[TRY IT] Every line of the data is to be transcribed without error.

[Opening TASK MATERIAL section]

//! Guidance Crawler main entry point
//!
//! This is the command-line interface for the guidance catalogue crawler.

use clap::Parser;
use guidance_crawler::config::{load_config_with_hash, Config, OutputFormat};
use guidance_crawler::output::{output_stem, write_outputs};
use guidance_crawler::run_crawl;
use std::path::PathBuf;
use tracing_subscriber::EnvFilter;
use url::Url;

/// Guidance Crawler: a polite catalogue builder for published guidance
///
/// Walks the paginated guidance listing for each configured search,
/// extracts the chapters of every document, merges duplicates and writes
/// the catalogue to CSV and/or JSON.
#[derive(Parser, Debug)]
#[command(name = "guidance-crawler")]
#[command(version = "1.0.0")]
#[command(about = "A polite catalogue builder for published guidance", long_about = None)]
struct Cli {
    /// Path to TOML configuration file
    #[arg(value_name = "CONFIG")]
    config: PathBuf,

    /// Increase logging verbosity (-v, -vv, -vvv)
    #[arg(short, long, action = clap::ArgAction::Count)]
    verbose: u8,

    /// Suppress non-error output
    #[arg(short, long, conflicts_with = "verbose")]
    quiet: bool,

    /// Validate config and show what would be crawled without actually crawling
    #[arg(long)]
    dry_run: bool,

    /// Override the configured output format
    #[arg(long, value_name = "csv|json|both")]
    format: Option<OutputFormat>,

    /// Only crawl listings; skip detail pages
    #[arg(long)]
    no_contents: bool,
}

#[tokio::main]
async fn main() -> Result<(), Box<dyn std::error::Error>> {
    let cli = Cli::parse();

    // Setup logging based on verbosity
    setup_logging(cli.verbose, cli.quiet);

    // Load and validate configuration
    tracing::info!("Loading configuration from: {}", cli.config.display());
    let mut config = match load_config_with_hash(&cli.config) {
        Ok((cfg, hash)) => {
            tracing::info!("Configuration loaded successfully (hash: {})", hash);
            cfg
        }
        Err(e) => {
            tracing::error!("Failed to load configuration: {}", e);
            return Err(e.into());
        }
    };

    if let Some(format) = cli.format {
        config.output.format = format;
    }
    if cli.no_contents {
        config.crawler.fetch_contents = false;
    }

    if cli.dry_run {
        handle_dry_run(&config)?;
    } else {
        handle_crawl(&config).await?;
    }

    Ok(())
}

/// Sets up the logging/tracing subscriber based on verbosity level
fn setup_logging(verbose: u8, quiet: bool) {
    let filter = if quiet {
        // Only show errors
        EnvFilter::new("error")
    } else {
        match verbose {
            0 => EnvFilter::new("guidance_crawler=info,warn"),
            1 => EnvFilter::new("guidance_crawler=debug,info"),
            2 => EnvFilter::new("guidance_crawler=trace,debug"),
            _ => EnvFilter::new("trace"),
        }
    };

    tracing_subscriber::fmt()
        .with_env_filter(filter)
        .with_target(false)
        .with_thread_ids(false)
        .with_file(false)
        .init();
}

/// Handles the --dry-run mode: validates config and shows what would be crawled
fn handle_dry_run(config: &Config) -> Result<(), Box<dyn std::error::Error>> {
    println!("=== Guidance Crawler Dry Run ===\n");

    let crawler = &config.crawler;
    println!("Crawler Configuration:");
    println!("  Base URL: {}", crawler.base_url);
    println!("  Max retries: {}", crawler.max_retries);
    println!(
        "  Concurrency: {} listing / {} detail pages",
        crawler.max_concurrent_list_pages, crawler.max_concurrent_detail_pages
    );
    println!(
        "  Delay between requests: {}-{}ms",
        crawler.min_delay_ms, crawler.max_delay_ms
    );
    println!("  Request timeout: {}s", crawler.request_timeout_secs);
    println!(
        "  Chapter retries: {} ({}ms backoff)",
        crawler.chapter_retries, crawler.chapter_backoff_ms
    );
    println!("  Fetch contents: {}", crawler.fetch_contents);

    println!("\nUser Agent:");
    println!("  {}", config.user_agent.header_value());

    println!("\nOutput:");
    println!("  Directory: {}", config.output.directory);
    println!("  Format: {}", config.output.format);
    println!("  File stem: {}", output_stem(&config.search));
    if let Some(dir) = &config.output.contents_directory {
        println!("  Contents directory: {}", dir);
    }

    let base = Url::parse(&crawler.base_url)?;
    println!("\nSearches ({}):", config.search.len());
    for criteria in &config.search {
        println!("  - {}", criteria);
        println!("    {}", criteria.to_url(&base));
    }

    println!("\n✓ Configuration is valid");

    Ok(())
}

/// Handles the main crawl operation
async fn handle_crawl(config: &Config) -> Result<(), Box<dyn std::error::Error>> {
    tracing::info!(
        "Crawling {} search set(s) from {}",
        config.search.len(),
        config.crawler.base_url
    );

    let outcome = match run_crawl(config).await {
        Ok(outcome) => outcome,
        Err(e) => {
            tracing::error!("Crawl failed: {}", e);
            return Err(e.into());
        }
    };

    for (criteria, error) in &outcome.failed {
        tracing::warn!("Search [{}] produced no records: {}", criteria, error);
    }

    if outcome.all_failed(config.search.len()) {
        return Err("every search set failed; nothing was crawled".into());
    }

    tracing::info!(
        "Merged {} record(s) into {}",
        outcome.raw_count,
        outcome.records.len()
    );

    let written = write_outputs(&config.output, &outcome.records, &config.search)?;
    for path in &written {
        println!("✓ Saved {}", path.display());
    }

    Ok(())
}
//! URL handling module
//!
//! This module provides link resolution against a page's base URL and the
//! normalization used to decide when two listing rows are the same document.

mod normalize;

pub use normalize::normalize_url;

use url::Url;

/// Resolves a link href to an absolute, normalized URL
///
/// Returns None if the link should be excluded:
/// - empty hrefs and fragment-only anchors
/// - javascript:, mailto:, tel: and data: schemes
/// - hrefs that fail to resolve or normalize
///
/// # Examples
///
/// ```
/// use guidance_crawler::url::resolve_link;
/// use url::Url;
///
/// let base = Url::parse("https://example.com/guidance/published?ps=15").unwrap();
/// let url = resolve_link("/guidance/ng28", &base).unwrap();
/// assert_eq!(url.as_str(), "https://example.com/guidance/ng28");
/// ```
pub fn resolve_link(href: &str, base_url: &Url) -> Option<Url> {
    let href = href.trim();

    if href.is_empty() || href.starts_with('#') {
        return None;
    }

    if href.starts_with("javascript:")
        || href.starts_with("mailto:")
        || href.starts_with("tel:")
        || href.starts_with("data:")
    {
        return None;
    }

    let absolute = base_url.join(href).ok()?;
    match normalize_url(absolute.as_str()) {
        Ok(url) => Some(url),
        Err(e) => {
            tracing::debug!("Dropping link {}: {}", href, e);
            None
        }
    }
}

[Closing TASK MATERIAL section]

[ANSWER FOR THIS EXERCISE]
//! Guidance Crawler main entry point
//!
//! This is the command-line interface for the guidance catalogue crawler.

use clap::Parser;
use guidance_crawler::config::{load_config_with_hash, Config, OutputFormat};
use guidance_crawler::output::{output_stem, write_outputs};
use guidance_crawler::run_crawl;
use std::path::PathBuf;
use tracing_subscriber::EnvFilter;
use url::Url;

/// Guidance Crawler: a polite catalogue builder for published guidance
///
/// Walks the paginated guidance listing for each configured search,
/// extracts the chapters of every document, merges duplicates and writes
/// the catalogue to CSV and/or JSON.
#[derive(Parser, Debug)]
#[command(name = "guidance-crawler")]
#[command(version = "1.0.0")]
#[command(about = "A polite catalogue builder for published guidance", long_about = None)]
struct Cli {
    /// Path to TOML configuration file
    #[arg(value_name = "CONFIG")]
    config: PathBuf,

    /// Increase logging verbosity (-v, -vv, -vvv)
    #[arg(short, long, action = clap::ArgAction::Count)]
    verbose: u8,

    /// Suppress non-error output
    #[arg(short, long, conflicts_with = "verbose")]
    quiet: bool,

    /// Validate config and show what would be crawled without actually crawling
    #[arg(long)]
    dry_run: bool,

    /// Override the configured output format
    #[arg(long, value_name = "csv|json|both")]
    format: Option<OutputFormat>,

    /// Only crawl listings; skip detail pages
    #[arg(long)]
    no_contents: bool,
}

#[tokio::main]
async fn main() -> Result<(), Box<dyn std::error::Error>> {
    let cli = Cli::parse();

    // Setup logging based on verbosity
    setup_logging(cli.verbose, cli.quiet);

    // Load and validate configuration
    tracing::info!("Loading configuration from: {}", cli.config.display());
    let mut config = match load_config_with_hash(&cli.config) {
        Ok((cfg, hash)) => {
            tracing::info!("Configuration loaded successfully (hash: {})", hash);
            cfg
        }
        Err(e) => {
            tracing::error!("Failed to load configuration: {}", e);
            return Err(e.into());
        }
    };

    if let Some(format) = cli.format {
        config.output.format = format;
    }
    if cli.no_contents {
        config.crawler.fetch_contents = false;
    }

    if cli.dry_run {
        handle_dry_run(&config)?;
    } else {
        handle_crawl(&config).await?;
    }

    Ok(())
}

/// Sets up the logging/tracing subscriber based on verbosity level
fn setup_logging(verbose: u8, quiet: bool) {
    let filter = if quiet {
        // Only show errors
        EnvFilter::new("error")
    } else {
        match verbose {
            0 => EnvFilter::new("guidance_crawler=info,warn"),
            1 => EnvFilter::new("guidance_crawler=debug,info"),
            2 => EnvFilter::new("guidance_crawler=trace,debug"),
            _ => EnvFilter::new("trace"),
        }
    };

    tracing_subscriber::fmt()
        .with_env_filter(filter)
        .with_target(false)
        .with_thread_ids(false)
        .with_file(false)
        .init();
}

/// Handles the --dry-run mode: validates config and shows what would be crawled
fn handle_dry_run(config: &Config) -> Result<(), Box<dyn std::error::Error>> {
    println!("=== Guidance Crawler Dry Run ===\n");

    let crawler = &config.crawler;
    println!("Crawler Configuration:");
    println!("  Base URL: {}", crawler.base_url);
    println!("  Max retries: {}", crawler.max_retries);
    println!(
        "  Concurrency: {} listing / {} detail pages",
        crawler.max_concurrent_list_pages, crawler.max_concurrent_detail_pages
    );
    println!(
        "  Delay between requests: {}-{}ms",
        crawler.min_delay_ms, crawler.max_delay_ms
    );
    println!("  Request timeout: {}s", crawler.request_timeout_secs);
    println!(
        "  Chapter retries: {} ({}ms backoff)",
        crawler.chapter_retries, crawler.chapter_backoff_ms
    );
    println!("  Fetch contents: {}", crawler.fetch_contents);

    println!("\nUser Agent:");
    println!("  {}", config.user_agent.header_value());

    println!("\nOutput:");
    println!("  Directory: {}", config.output.directory);
    println!("  Format: {}", config.output.format);
    println!("  File stem: {}", output_stem(&config.search));
    if let Some(dir) = &config.output.contents_directory {
        println!("  Contents directory: {}", dir);
    }

    let base = Url::parse(&crawler.base_url)?;
    println!("\nSearches ({}):", config.search.len());
    for criteria in &config.search {
        println!("  - {}", criteria);
        println!("    {}", criteria.to_url(&base));
    }

    println!("\n✓ Configuration is valid");

    Ok(())
}

/// Handles the main crawl operation
async fn handle_crawl(config: &Config) -> Result<(), Box<dyn std::error::Error>> {
    tracing::info!(
        "Crawling {} search set(s) from {}",
        config.search.len(),
        config.crawler.base_url
    );

    let outcome = match run_crawl(config).await {
        Ok(outcome) => outcome,
        Err(e) => {
            tracing::error!("Crawl failed: {}", e);
            return Err(e.into());
        }
    };

    for (criteria, error) in &outcome.failed {
        tracing::warn!("Search [{}] produced no records: {}", criteria, error);
    }

    if outcome.all_failed(config.search.len()) {
        return Err("every search set failed; nothing was crawled".into());
    }

    tracing::info!(
        "Merged {} record(s) into {}",
        outcome.raw_count,
        outcome.records.len()
    );

    let written = write_outputs(&config.output, &outcome.records, &config.search)?;
    for path in &written {
        println!("✓ Saved {}", path.display());
    }

    Ok(())
}
//! URL handling module
//!
//! This module provides link resolution against a page's base URL and the
//! normalization used to decide when two listing rows are the same document.

mod normalize;

pub use normalize::normalize_url;

use url::Url;

/// Resolves a link href to an absolute, normalized URL
///
/// Returns None if the link should be excluded:
/// - empty hrefs and fragment-only anchors
/// - javascript:, mailto:, tel: and data: schemes
/// - hrefs that fail to resolve or normalize
///
/// # Examples
///
/// ```
/// use guidance_crawler::url::resolve_link;
/// use url::Url;
///
/// let base = Url::parse("https://example.com/guidance/published?ps=15").unwrap();
/// let url = resolve_link("/guidance/ng28", &base).unwrap();
/// assert_eq!(url.as_str(), "https://example.com/guidance/ng28");
/// ```
pub fn resolve_link(href: &str, base_url: &Url) -> Option<Url> {
    let href = href.trim();

    if href.is_empty() || href.starts_with('#') {
        return None;
    }

    if href.starts_with("javascript:")
        || href.starts_with("mailto:")
        || href.starts_with("tel:")
        || href.starts_with("data:")
    {
        return None;
    }

    let absolute = base_url.join(href).ok()?;
    match normalize_url(absolute.as_str()) {
        Ok(url) => Some(url),
        Err(e) => {
            tracing::debug!("Dropping link {}: {}", href, e);
            None
        }
    }
}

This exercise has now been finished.